Настроение Д. С., хотя было не такое, как в дороге, но все же непривычно-угрюмое. Впрочем, он с головой ушел в работу, в «14 декабря», – роман был уже при конце, – и я надеялась, что с удачным концом все пройдет.
Я, кажется, ничего серьезного в то лето не писала, гуляла с Соней и сестрами, по вечерам слушала главы «Декабристов». Д. Ф. жил все время с нами, они, с моей младшей сестрой, увлекались кодаками, проявляли и печатали фотографии. Все шло как будто тихо и мирно. Мы удивлялись только, что о Поликсене – ни слуху ни духу. Ведь был уж июль. И вдруг…
Конечно, не вдруг, а были же какие-нибудь предвестия, но мы-то на них не обращали внимания.
Мобилизация! Застаю в нашем саду Соню в разговоре с мужиком, который, махая руками, на что-то жалуется. Кажется, насчет лошадей – лошадей забирают. Но мужик еще плохо понимает, в чем дело. Соня понимает. Мужик отошел. Соня обернулась, махнула рукой:
– Ну, словом, беда!
Все решилось в несколько дней, после выстрела Принципа, конечно.
Мои сестры уехали незадолго до этого в Петербург, должны были вернуться с Карташевым, с Мейером, еще с кем-то. И вдруг является одна, старшая.
– А где же другие?
– Я за вами с Дмитрием и за Димой. Война. Надо быть всем вместе. Патриотический подъем, процессии с флагами…
Тут-то и решилось наше с Д. С. отношение к войне. Оба мы давно всякой войне сказали принципиально: «нет». А эта столь бессмысленная и страшная для России при ее разлагающемся и разлагающем правительстве… Наивность сестры, поверившей в явно подстроенные, патриотические манифестации, удивила нас, как раньше удивляли, приводили в недоумение, петербургские беспорядки в эти последние перед войной дни. Кто-то (будто бы рабочие) останавливали трамваи, валили вагоны наземь, делали из них баррикады… Да в чем дело? Никаких требований никто не предъявлял, никаких лозунгов не было… Да что они, против французских гостей, что ли? (Известно, что в эти дни как раз приезжала в Петербург пышная французская делегация, с Poincaré во главе.) Это уж было верхом бессмыслицы. Беспорядки так и не объяснились.
Я и Д. С., конечно, в Петербург тогда не поехали. Но оставаться долго в деревне, хотя и не далекой от города, но глухой, становилось все труднее. Кузен Вася, депутат, явился за своей семьей. Явился в полном расстройстве и больной. Сонин муж вызывал ее домой, в Одессу, и она со всеми своими детьми и старой теткой тоже уехала – пока в Петербург, к брату. Мы, однако, досидели на даче до того, что по железной дороге ехать было уже невозможно, так она была забита мобилизованными. Пришлось вызвать из города автомобиль, на котором мы, вчетвером, с Д. Ф. и с сестрой, – она тогда в СПБ не вернулась, – отправились домой.

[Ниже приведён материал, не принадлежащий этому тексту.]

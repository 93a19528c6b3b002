//! Polling outbox publisher.
//!
//! One periodic task per service instance. Selection uses skip-locked row
//! locks so multiple replicas drain the same table without blocking or
//! double-publishing within a commit window.

use std::collections::HashSet;
use std::sync::Arc;
use std::time::Duration;

use sqlx::PgPool;
use tracing::{debug, error, info, warn};
use uuid::Uuid;

use super::{OutboxError, OutboxRecord};
use crate::broker::MessageBroker;
use crate::events::Topic;

#[derive(Debug, Clone)]
pub struct PublisherConfig {
    pub poll_interval: Duration,
    pub batch_size: i64,
}

impl Default for PublisherConfig {
    fn default() -> Self {
        Self {
            poll_interval: Duration::from_millis(50),
            batch_size: 100,
        }
    }
}

pub struct OutboxPublisher {
    pool: PgPool,
    broker: Arc<dyn MessageBroker>,
    config: PublisherConfig,
}

impl OutboxPublisher {
    pub fn new(pool: PgPool, broker: Arc<dyn MessageBroker>, config: PublisherConfig) -> Self {
        Self {
            pool,
            broker,
            config,
        }
    }

    /// Run the publisher loop forever. Missed ticks are harmless; records
    /// stay unpublished until a later tick succeeds.
    pub async fn run(&self) -> ! {
        info!(
            poll_interval_ms = self.config.poll_interval.as_millis() as u64,
            batch_size = self.config.batch_size,
            "Starting outbox publisher"
        );

        loop {
            if let Err(e) = self.tick().await {
                error!(error = %e, "Outbox publish tick failed");
            }

            tokio::time::sleep(self.config.poll_interval).await;
        }
    }

    /// One polling cycle. Returns the number of records marked published.
    pub async fn tick(&self) -> Result<usize, OutboxError> {
        let mut tx = self.pool.begin().await?;

        let batch: Vec<OutboxRecord> = sqlx::query_as(
            r#"
            SELECT id, aggregate_type, aggregate_id, event_type, payload,
                   created_at, published_at
            FROM outbox
            WHERE published_at IS NULL
            ORDER BY created_at ASC, id ASC
            LIMIT $1
            FOR UPDATE SKIP LOCKED
            "#,
        )
        .bind(self.config.batch_size)
        .fetch_all(&mut *tx)
        .await?;

        if batch.is_empty() {
            return Ok(0);
        }

        let mut published: Vec<Uuid> = Vec::with_capacity(batch.len());
        // Once a publish for an aggregate fails, later records of the same
        // aggregate must wait for the next tick or per-key order breaks.
        let mut stalled: HashSet<Uuid> = HashSet::new();

        for record in &batch {
            if stalled.contains(&record.aggregate_id) {
                continue;
            }

            let Some(topic) = Topic::parse(&record.event_type) else {
                // Can never publish; mark it so the queue keeps draining.
                error!(
                    id = %record.id,
                    event_type = %record.event_type,
                    "Outbox record with unknown event type"
                );
                published.push(record.id);
                continue;
            };

            let key = record.aggregate_id.to_string();
            let payload = serde_json::to_vec(&record.payload)?;

            match self.broker.publish(topic, &key, &payload).await {
                Ok(()) => published.push(record.id),
                Err(e) => {
                    warn!(
                        id = %record.id,
                        topic = %topic,
                        error = %e,
                        "Outbox publish failed; record stays unpublished"
                    );
                    stalled.insert(record.aggregate_id);
                }
            }
        }

        if !published.is_empty() {
            sqlx::query("UPDATE outbox SET published_at = NOW() WHERE id = ANY($1)")
                .bind(&published)
                .execute(&mut *tx)
                .await?;
        }

        tx.commit().await?;

        debug!(count = published.len(), "Outbox records published");
        Ok(published.len())
    }
}

#[cfg(test)]
mod tests {
    use super::*;

    #[test]
    fn test_publisher_config_default() {
        let config = PublisherConfig::default();
        assert_eq!(config.poll_interval, Duration::from_millis(50));
        assert_eq!(config.batch_size, 100);
    }
}
//! Coordinator error types.

use thiserror::Error;

use crate::core_types::TransferId;

#[derive(Error, Debug)]
pub enum CoordinatorError {
    #[error("Sender and receiver wallet must differ")]
    SameWallet,

    #[error("Amount must be a positive integer")]
    InvalidAmount,

    #[error("Transfer not found: {0}")]
    TransferNotFound(TransferId),

    #[error("Malformed event payload: {0}")]
    Payload(String),

    #[error("Database error: {0}")]
    Database(String),
}

impl CoordinatorError {
    /// Stable error code for API responses.
    pub fn code(&self) -> &'static str {
        match self {
            CoordinatorError::SameWallet => "SAME_WALLET",
            CoordinatorError::InvalidAmount => "INVALID_AMOUNT",
            CoordinatorError::TransferNotFound(_) => "TRANSFER_NOT_FOUND",
            CoordinatorError::Payload(_) => "MALFORMED_PAYLOAD",
            CoordinatorError::Database(_) => "DATABASE_ERROR",
        }
    }

    /// HTTP status for API responses.
    pub fn http_status(&self) -> u16 {
        match self {
            CoordinatorError::SameWallet | CoordinatorError::InvalidAmount => 400,
            CoordinatorError::TransferNotFound(_) => 404,
            CoordinatorError::Payload(_) | CoordinatorError::Database(_) => 500,
        }
    }
}

impl From<sqlx::Error> for CoordinatorError {
    fn from(e: sqlx::Error) -> Self {
        CoordinatorError::Database(e.to_string())
    }
}

impl From<crate::outbox::OutboxError> for CoordinatorError {
    fn from(e: crate::outbox::OutboxError) -> Self {
        match e {
            crate::outbox::OutboxError::Database(e) => CoordinatorError::Database(e.to_string()),
            crate::outbox::OutboxError::Encode(e) => CoordinatorError::Payload(e.to_string()),
        }
    }
}

impl From<serde_json::Error> for CoordinatorError {
    fn from(e: serde_json::Error) -> Self {
        CoordinatorError::Payload(e.to_string())
    }
}

#[cfg(test)]
mod tests {
    use super::*;
    use crate::core_types::new_id;

    #[test]
    fn test_http_status() {
        assert_eq!(CoordinatorError::SameWallet.http_status(), 400);
        assert_eq!(CoordinatorError::InvalidAmount.http_status(), 400);
        assert_eq!(CoordinatorError::TransferNotFound(new_id()).http_status(), 404);
        assert_eq!(CoordinatorError::Database("boom".into()).http_status(), 500);
    }
}
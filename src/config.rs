use std::fs;
use std::time::Duration;

use anyhow::{Context, Result};
use serde::{Deserialize, Serialize};

#[derive(Debug, Serialize, Deserialize, Clone)]
pub struct AppConfig {
    pub log_level: String,
    pub log_dir: String,
    pub log_file: String,
    pub use_json: bool,
    pub rotation: String,
    pub http: HttpConfig,
    /// PostgreSQL connection URL for this service's store.
    #[serde(default)]
    pub database_url: Option<String>,
    pub broker: BrokerConfig,
    #[serde(default)]
    pub saga: SagaConfig,
    #[serde(default)]
    pub outbox: OutboxConfig,
    /// Coordinator only.
    #[serde(default)]
    pub timeout_scanner: TimeoutScannerConfig,
    /// Ledger only.
    #[serde(default)]
    pub refund_retry: RefundRetryConfig,
}

#[derive(Debug, Serialize, Deserialize, Clone)]
pub struct HttpConfig {
    pub host: String,
    pub port: u16,
}

#[derive(Debug, Serialize, Deserialize, Clone)]
pub struct BrokerConfig {
    /// Kafka bootstrap servers (comma-separated).
    pub brokers: String,
    /// Consumer group id for this service.
    pub group_id: String,
}

#[derive(Debug, Serialize, Deserialize, Clone)]
pub struct SagaConfig {
    /// Wall-clock deadline for a saga to reach a terminal state.
    pub timeout_ms: u64,
}

impl Default for SagaConfig {
    fn default() -> Self {
        Self { timeout_ms: 60_000 }
    }
}

impl SagaConfig {
    pub fn timeout(&self) -> Duration {
        Duration::from_millis(self.timeout_ms)
    }
}

#[derive(Debug, Serialize, Deserialize, Clone)]
pub struct OutboxConfig {
    pub poll_interval_ms: u64,
    pub batch_size: i64,
}

impl Default for OutboxConfig {
    fn default() -> Self {
        Self {
            poll_interval_ms: 50,
            batch_size: 100,
        }
    }
}

impl OutboxConfig {
    pub fn poll_interval(&self) -> Duration {
        Duration::from_millis(self.poll_interval_ms)
    }
}

#[derive(Debug, Serialize, Deserialize, Clone)]
pub struct TimeoutScannerConfig {
    pub period_ms: u64,
    pub batch_size: i64,
}

impl Default for TimeoutScannerConfig {
    fn default() -> Self {
        Self {
            period_ms: 10_000,
            batch_size: 100,
        }
    }
}

impl TimeoutScannerConfig {
    pub fn period(&self) -> Duration {
        Duration::from_millis(self.period_ms)
    }
}

#[derive(Debug, Serialize, Deserialize, Clone)]
pub struct RefundRetryConfig {
    pub max_attempts: u32,
    pub initial_backoff_ms: u64,
    pub multiplier: u32,
    pub max_backoff_ms: u64,
}

impl Default for RefundRetryConfig {
    fn default() -> Self {
        Self {
            max_attempts: 3,
            initial_backoff_ms: 100,
            multiplier: 2,
            max_backoff_ms: 2_000,
        }
    }
}

impl AppConfig {
    /// Load config from YAML file based on service name and environment,
    /// e.g. `config/coordinator.dev.yaml`.
    pub fn load(service: &str, env: &str) -> Result<Self> {
        let config_path = format!("config/{}.{}.yaml", service, env);
        let content = fs::read_to_string(&config_path)
            .with_context(|| format!("Failed to read config file: {}", config_path))?;
        let mut config: Self =
            serde_yaml::from_str(&content).context("Failed to parse config yaml")?;

        config.apply_env_overrides();
        config.validate()?;

        Ok(config)
    }

    /// Apply environment variable overrides.
    ///
    /// Environment variables take precedence over YAML config:
    /// - DATABASE_URL: PostgreSQL connection URL
    /// - KAFKA_BROKERS: Kafka bootstrap servers
    /// - HTTP_PORT: HTTP listen port (u16)
    /// - LOG_LEVEL: Log level (trace/debug/info/warn/error)
    /// - SAGA_TIMEOUT_MS: saga timeout deadline
    /// - OUTBOX_POLL_INTERVAL_MS / OUTBOX_BATCH_SIZE: outbox publisher tuning
    /// - TIMEOUT_SCAN_PERIOD_MS: timeout scanner period (coordinator)
    /// - REFUND_RETRY_MAX_ATTEMPTS / REFUND_RETRY_BACKOFF_MS: refund retry (ledger)
    pub fn apply_env_overrides(&mut self) {
        if let Ok(url) = std::env::var("DATABASE_URL") {
            tracing::info!("Config override: database_url = [REDACTED] (from DATABASE_URL)");
            self.database_url = Some(url);
        }
        if let Ok(brokers) = std::env::var("KAFKA_BROKERS") {
            tracing::info!("Config override: broker.brokers = {} (from KAFKA_BROKERS)", brokers);
            self.broker.brokers = brokers;
        }
        if let Ok(port) = std::env::var("HTTP_PORT")
            && let Ok(p) = port.parse::<u16>()
        {
            tracing::info!("Config override: http.port = {} (from HTTP_PORT)", p);
            self.http.port = p;
        }
        if let Ok(level) = std::env::var("LOG_LEVEL") {
            tracing::info!("Config override: log_level = {} (from LOG_LEVEL)", level);
            self.log_level = level;
        }
        if let Ok(timeout) = std::env::var("SAGA_TIMEOUT_MS")
            && let Ok(ms) = timeout.parse::<u64>()
        {
            tracing::info!("Config override: saga.timeout_ms = {} (from SAGA_TIMEOUT_MS)", ms);
            self.saga.timeout_ms = ms;
        }
        if let Ok(interval) = std::env::var("OUTBOX_POLL_INTERVAL_MS")
            && let Ok(ms) = interval.parse::<u64>()
        {
            tracing::info!(
                "Config override: outbox.poll_interval_ms = {} (from OUTBOX_POLL_INTERVAL_MS)",
                ms
            );
            self.outbox.poll_interval_ms = ms;
        }
        if let Ok(batch) = std::env::var("OUTBOX_BATCH_SIZE")
            && let Ok(n) = batch.parse::<i64>()
        {
            tracing::info!("Config override: outbox.batch_size = {} (from OUTBOX_BATCH_SIZE)", n);
            self.outbox.batch_size = n;
        }
        if let Ok(period) = std::env::var("TIMEOUT_SCAN_PERIOD_MS")
            && let Ok(ms) = period.parse::<u64>()
        {
            tracing::info!(
                "Config override: timeout_scanner.period_ms = {} (from TIMEOUT_SCAN_PERIOD_MS)",
                ms
            );
            self.timeout_scanner.period_ms = ms;
        }
        if let Ok(attempts) = std::env::var("REFUND_RETRY_MAX_ATTEMPTS")
            && let Ok(n) = attempts.parse::<u32>()
        {
            tracing::info!(
                "Config override: refund_retry.max_attempts = {} (from REFUND_RETRY_MAX_ATTEMPTS)",
                n
            );
            self.refund_retry.max_attempts = n;
        }
        if let Ok(backoff) = std::env::var("REFUND_RETRY_BACKOFF_MS")
            && let Ok(ms) = backoff.parse::<u64>()
        {
            tracing::info!(
                "Config override: refund_retry.initial_backoff_ms = {} (from REFUND_RETRY_BACKOFF_MS)",
                ms
            );
            self.refund_retry.initial_backoff_ms = ms;
        }
    }

    /// Validate configuration at startup.
    pub fn validate(&self) -> Result<()> {
        if self.http.port == 0 {
            anyhow::bail!("Invalid http.port: must be > 0");
        }

        let valid_levels = ["trace", "debug", "info", "warn", "error"];
        if !valid_levels.contains(&self.log_level.to_lowercase().as_str()) {
            anyhow::bail!(
                "Invalid log_level '{}': must be one of {:?}",
                self.log_level,
                valid_levels
            );
        }

        if self.broker.brokers.is_empty() {
            anyhow::bail!("Invalid broker.brokers: must not be empty");
        }
        if self.broker.group_id.is_empty() {
            anyhow::bail!("Invalid broker.group_id: must not be empty");
        }
        if self.outbox.batch_size <= 0 {
            anyhow::bail!("Invalid outbox.batch_size: must be > 0");
        }
        if self.timeout_scanner.batch_size <= 0 {
            anyhow::bail!("Invalid timeout_scanner.batch_size: must be > 0");
        }
        if self.refund_retry.max_attempts == 0 {
            anyhow::bail!("Invalid refund_retry.max_attempts: must be > 0");
        }
        if self.saga.timeout_ms == 0 {
            anyhow::bail!("Invalid saga.timeout_ms: must be > 0");
        }

        Ok(())
    }

    /// The database URL, required at service startup.
    pub fn require_database_url(&self) -> Result<&str> {
        self.database_url
            .as_deref()
            .context("database_url not configured (set DATABASE_URL or the yaml key)")
    }
}

#[cfg(test)]
mod tests {
    use super::*;

    fn base_config() -> AppConfig {
        AppConfig {
            log_level: "info".to_string(),
            log_dir: "./logs".to_string(),
            log_file: "app.log".to_string(),
            use_json: false,
            rotation: "daily".to_string(),
            http: HttpConfig {
                host: "0.0.0.0".to_string(),
                port: 8080,
            },
            database_url: Some("postgres://localhost/fundflow".to_string()),
            broker: BrokerConfig {
                brokers: "localhost:9092".to_string(),
                group_id: "coordinator".to_string(),
            },
            saga: SagaConfig::default(),
            outbox: OutboxConfig::default(),
            timeout_scanner: TimeoutScannerConfig::default(),
            refund_retry: RefundRetryConfig::default(),
        }
    }

    #[test]
    fn test_validate_valid_config() {
        assert!(base_config().validate().is_ok());
    }

    #[test]
    fn test_validate_invalid_port() {
        let mut config = base_config();
        config.http.port = 0;
        assert!(config.validate().is_err());
    }

    #[test]
    fn test_validate_invalid_log_level() {
        let mut config = base_config();
        config.log_level = "invalid".to_string();
        assert!(config.validate().is_err());
    }

    #[test]
    fn test_defaults_match_contract() {
        let saga = SagaConfig::default();
        assert_eq!(saga.timeout_ms, 60_000);

        let outbox = OutboxConfig::default();
        assert_eq!(outbox.poll_interval_ms, 50);
        assert_eq!(outbox.batch_size, 100);

        let scanner = TimeoutScannerConfig::default();
        assert_eq!(scanner.period_ms, 10_000);

        let retry = RefundRetryConfig::default();
        assert_eq!(retry.max_attempts, 3);
        assert_eq!(retry.initial_backoff_ms, 100);
        assert_eq!(retry.multiplier, 2);
        assert_eq!(retry.max_backoff_ms, 2_000);
    }

    #[test]
    fn test_require_database_url() {
        let mut config = base_config();
        assert!(config.require_database_url().is_ok());
        config.database_url = None;
        assert!(config.require_database_url().is_err());
    }
}
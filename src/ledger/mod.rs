//! Wallet ledger service.
//!
//! Owns wallets and their append-only ledger. Every balance mutation is
//! idempotent via the `(wallet_id, transaction_id)` uniqueness, which is
//! what turns at-least-once delivery into at-most-once wallet effects.
//! Compensation (refund) is the only path with in-process retries; its
//! terminal failures are quarantined to the dead-letter queue.

pub mod api;
pub mod db;
pub mod dlq;
pub mod engine;
pub mod error;
pub mod handlers;
pub mod models;
pub mod retry;

#[cfg(test)]
mod integration_tests;

pub use db::WalletDb;
pub use dlq::{DeadLetter, DeadLetterStatus, DeadLetterStore, ReplayService};
pub use engine::{LedgerApplied, LedgerEngine};
pub use error::LedgerError;
pub use handlers::LedgerEventHandler;
pub use models::{EntryType, LedgerEntry, Wallet};
pub use retry::RetryPolicy;
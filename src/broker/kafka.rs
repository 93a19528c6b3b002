//! Kafka broker implementation.
//!
//! Topic names map 1:1 from the closed event enumeration; the message key
//! is the saga's `transfer_id`, so a key-stable partitioner serializes all
//! events of one saga.

use std::sync::Arc;
use std::time::Duration;

use async_trait::async_trait;
use rdkafka::ClientConfig;
use rdkafka::consumer::{Consumer, StreamConsumer};
use rdkafka::producer::{FutureProducer, FutureRecord};
use tracing::{debug, error, info, warn};

use super::{BrokerError, EventHandler, MessageBroker, Result};
use crate::events::Topic;

/// Kafka producer wrapper used by the outbox publisher.
pub struct KafkaBroker {
    producer: FutureProducer,
}

impl KafkaBroker {
    pub fn new(bootstrap_servers: &str) -> Result<Self> {
        let mut config = ClientConfig::new();
        config.set("bootstrap.servers", bootstrap_servers);
        config.set("message.timeout.ms", "5000");
        config.set("acks", "all");
        config.set("enable.idempotence", "true");

        let producer: FutureProducer = config
            .create()
            .map_err(|e| BrokerError::Connection(format!("Failed to create Kafka producer: {}", e)))?;

        info!(bootstrap_servers = %bootstrap_servers, "Connected to Kafka");

        Ok(Self { producer })
    }
}

#[async_trait]
impl MessageBroker for KafkaBroker {
    async fn publish(&self, topic: Topic, key: &str, payload: &[u8]) -> Result<()> {
        let record = FutureRecord::to(topic.as_str()).key(key).payload(payload);

        self.producer
            .send(record, Duration::from_secs(5))
            .await
            .map_err(|(e, _)| BrokerError::Publish(format!("Failed to publish: {}", e)))?;

        debug!(topic = %topic, key = %key, "Published event to Kafka");
        Ok(())
    }
}

/// Consumer configuration for one service.
#[derive(Debug, Clone)]
pub struct KafkaConsumerConfig {
    /// Kafka bootstrap servers (comma-separated).
    pub bootstrap_servers: String,
    /// Consumer group id; each service runs its own group so both sides
    /// see every relevant event.
    pub group_id: String,
    /// Topic subscription set for this service.
    pub topics: Vec<Topic>,
}

/// Kafka consumer loop for one service.
///
/// Commits are manual and happen only after the handler returns `Ok`, so
/// a crash mid-handling redelivers the message. Undecodable payloads are
/// committed anyway: reprocessing cannot fix them, and the refund path has
/// its own quarantine (the DLQ).
pub struct KafkaConsumer {
    consumer: StreamConsumer,
    handler: Arc<dyn EventHandler>,
    topics: Vec<Topic>,
}

impl KafkaConsumer {
    pub fn new(config: KafkaConsumerConfig, handler: Arc<dyn EventHandler>) -> Result<Self> {
        let mut client_config = ClientConfig::new();
        client_config.set("bootstrap.servers", &config.bootstrap_servers);
        client_config.set("group.id", &config.group_id);
        client_config.set("enable.auto.commit", "false");
        client_config.set("auto.offset.reset", "earliest");

        let consumer: StreamConsumer = client_config
            .create()
            .map_err(|e| BrokerError::Connection(format!("Failed to create Kafka consumer: {}", e)))?;

        Ok(Self {
            consumer,
            handler,
            topics: config.topics,
        })
    }

    /// Subscribe and consume until the task is cancelled.
    pub async fn run(self) -> Result<()> {
        use futures::StreamExt;
        use rdkafka::message::Message as KafkaMessage;

        let topic_names: Vec<&str> = self.topics.iter().map(|t| t.as_str()).collect();
        self.consumer
            .subscribe(&topic_names)
            .map_err(|e| BrokerError::Subscribe(format!("Failed to subscribe to topics: {}", e)))?;

        info!(topics = ?topic_names, "Subscribed to Kafka topics");

        let mut stream = self.consumer.stream();

        while let Some(result) = stream.next().await {
            match result {
                Ok(message) => {
                    let Some(topic) = Topic::parse(message.topic()) else {
                        warn!(topic = %message.topic(), "Message on unexpected topic");
                        self.commit(&message);
                        continue;
                    };

                    let Some(payload) = message.payload() else {
                        warn!(topic = %topic, "Received message with no payload");
                        self.commit(&message);
                        continue;
                    };

                    debug!(
                        topic = %topic,
                        partition = message.partition(),
                        offset = message.offset(),
                        "Received event"
                    );

                    match self.handler.handle(topic, payload).await {
                        Ok(()) => self.commit(&message),
                        Err(e) => {
                            // Leave uncommitted: redelivery is the retry path
                            // for everything outside the refund handler.
                            error!(
                                topic = %topic,
                                partition = message.partition(),
                                offset = message.offset(),
                                error = %e,
                                "Event handling failed; message left uncommitted"
                            );
                        }
                    }
                }
                Err(e) => {
                    error!(error = %e, "Kafka consumer error");
                }
            }
        }

        Ok(())
    }

    fn commit(&self, message: &rdkafka::message::BorrowedMessage<'_>) {
        if let Err(e) = self
            .consumer
            .commit_message(message, rdkafka::consumer::CommitMode::Async)
        {
            error!(error = %e, "Failed to commit offset");
        }
    }
}
//! Coordinator event handlers.
//!
//! Reacts to wallet events and advances the saga. Every transition is a
//! conditional update, so duplicate deliveries and races with the timeout
//! scanner are silent no-ops.

use std::sync::Arc;

use async_trait::async_trait;
use tracing::{debug, info, warn};

use super::db::TransferDb;
use super::error::CoordinatorError;
use super::status::TransferStatus;
use crate::broker::EventHandler;
use crate::events::{SagaEvent, Topic};

pub struct CoordinatorEventHandler {
    db: Arc<TransferDb>,
}

impl CoordinatorEventHandler {
    pub fn new(db: Arc<TransferDb>) -> Self {
        Self { db }
    }

    pub async fn dispatch(&self, topic: Topic, payload: &[u8]) -> Result<(), CoordinatorError> {
        let event = SagaEvent::decode(topic, payload)
            .map_err(|e| CoordinatorError::Payload(e.to_string()))?;

        match event {
            SagaEvent::WalletDebited(p) => {
                let won = self
                    .db
                    .transition(
                        p.transfer_id,
                        TransferStatus::Pending,
                        TransferStatus::Debited,
                        None,
                        &[],
                    )
                    .await?;
                self.log_transition(p.transfer_id, TransferStatus::Debited, won);
            }
            SagaEvent::WalletCredited(p) => {
                let won = self
                    .db
                    .transition(
                        p.transfer_id,
                        TransferStatus::Debited,
                        TransferStatus::Completed,
                        None,
                        &[SagaEvent::transfer_completed(p.transfer_id)],
                    )
                    .await?;
                self.log_transition(p.transfer_id, TransferStatus::Completed, won);
            }
            SagaEvent::WalletDebitFailed(p) => {
                let won = self
                    .db
                    .transition(
                        p.transfer_id,
                        TransferStatus::Pending,
                        TransferStatus::Failed,
                        Some(&p.reason),
                        &[SagaEvent::transfer_failed(p.transfer_id, p.reason.clone())],
                    )
                    .await?;
                self.log_transition(p.transfer_id, TransferStatus::Failed, won);
            }
            SagaEvent::WalletCreditFailed(p) => {
                // The ledger drives the refund; the coordinator only records
                // the terminal state.
                let won = self
                    .db
                    .transition(
                        p.transfer_id,
                        TransferStatus::Debited,
                        TransferStatus::Failed,
                        Some(&p.reason),
                        &[SagaEvent::transfer_failed(p.transfer_id, p.reason.clone())],
                    )
                    .await?;
                self.log_transition(p.transfer_id, TransferStatus::Failed, won);
            }
            SagaEvent::WalletRefunded(p) => {
                // Audit only; no state change.
                info!(
                    transfer_id = %p.transfer_id,
                    wallet_id = %p.wallet_id,
                    amount = p.amount,
                    "Refund observed for failed transfer"
                );
            }
            other => {
                warn!(topic = %other.topic(), "Coordinator received unexpected event");
            }
        }

        Ok(())
    }

    fn log_transition(&self, transfer_id: uuid::Uuid, new: TransferStatus, won: bool) {
        if won {
            info!(transfer_id = %transfer_id, status = %new, "Transfer state advanced");
        } else {
            debug!(
                transfer_id = %transfer_id,
                attempted = %new,
                "Transition lost the update race (duplicate or stale event)"
            );
        }
    }
}

#[async_trait]
impl EventHandler for CoordinatorEventHandler {
    async fn handle(&self, topic: Topic, payload: &[u8]) -> anyhow::Result<()> {
        self.dispatch(topic, payload).await.map_err(Into::into)
    }
}
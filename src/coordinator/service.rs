//! Transfer initiation and query.

use std::sync::Arc;
use std::time::Duration;

use chrono::Utc;
use tracing::info;

use super::db::{Transfer, TransferDb};
use super::error::CoordinatorError;
use super::status::TransferStatus;
use crate::core_types::{Amount, TransferId, WalletId, new_id};
use crate::events::SagaEvent;

/// The coordinator's request-path surface: initiate and query.
///
/// Initiation does no broker I/O; the `transfer.initiated` event is written
/// to the outbox in the same transaction as the transfer row and shipped by
/// the publisher.
pub struct TransferService {
    db: Arc<TransferDb>,
    saga_timeout: Duration,
}

impl TransferService {
    pub fn new(db: Arc<TransferDb>, saga_timeout: Duration) -> Self {
        Self { db, saga_timeout }
    }

    /// Start a new transfer saga in PENDING.
    pub async fn initiate(
        &self,
        sender_wallet_id: WalletId,
        receiver_wallet_id: WalletId,
        amount: Amount,
    ) -> Result<Transfer, CoordinatorError> {
        if amount < 1 {
            return Err(CoordinatorError::InvalidAmount);
        }
        if sender_wallet_id == receiver_wallet_id {
            return Err(CoordinatorError::SameWallet);
        }

        let now = Utc::now();
        let timeout_at = now
            + chrono::Duration::from_std(self.saga_timeout)
                .map_err(|e| CoordinatorError::Database(format!("Invalid saga timeout: {}", e)))?;

        let transfer = Transfer {
            transfer_id: new_id(),
            sender_wallet_id,
            receiver_wallet_id,
            amount,
            status: TransferStatus::Pending,
            failure_reason: None,
            timeout_at,
            created_at: now,
            updated_at: now,
        };

        let event = SagaEvent::transfer_initiated(
            transfer.transfer_id,
            sender_wallet_id,
            receiver_wallet_id,
            amount,
        );

        self.db.create(&transfer, &[event]).await?;

        info!(
            transfer_id = %transfer.transfer_id,
            sender_wallet_id = %sender_wallet_id,
            receiver_wallet_id = %receiver_wallet_id,
            amount = amount,
            "Transfer initiated"
        );

        Ok(transfer)
    }

    /// Get a transfer by id.
    pub async fn get(&self, transfer_id: TransferId) -> Result<Transfer, CoordinatorError> {
        self.db
            .get(transfer_id)
            .await?
            .ok_or(CoordinatorError::TransferNotFound(transfer_id))
    }
}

Дорога эта мне запомнилась, во-первых, тем, что была ужасна (русские дороги не похожи на «автострады», да тогда автомобили по ним и не ездили), а во-вторых – косяками встречных зеленых лошадей, причем лошади эти дико нашего автомобиля пугались. Зачем с такой усердной быстротой выкрасили их в зеленый цвет, – понять было трудно.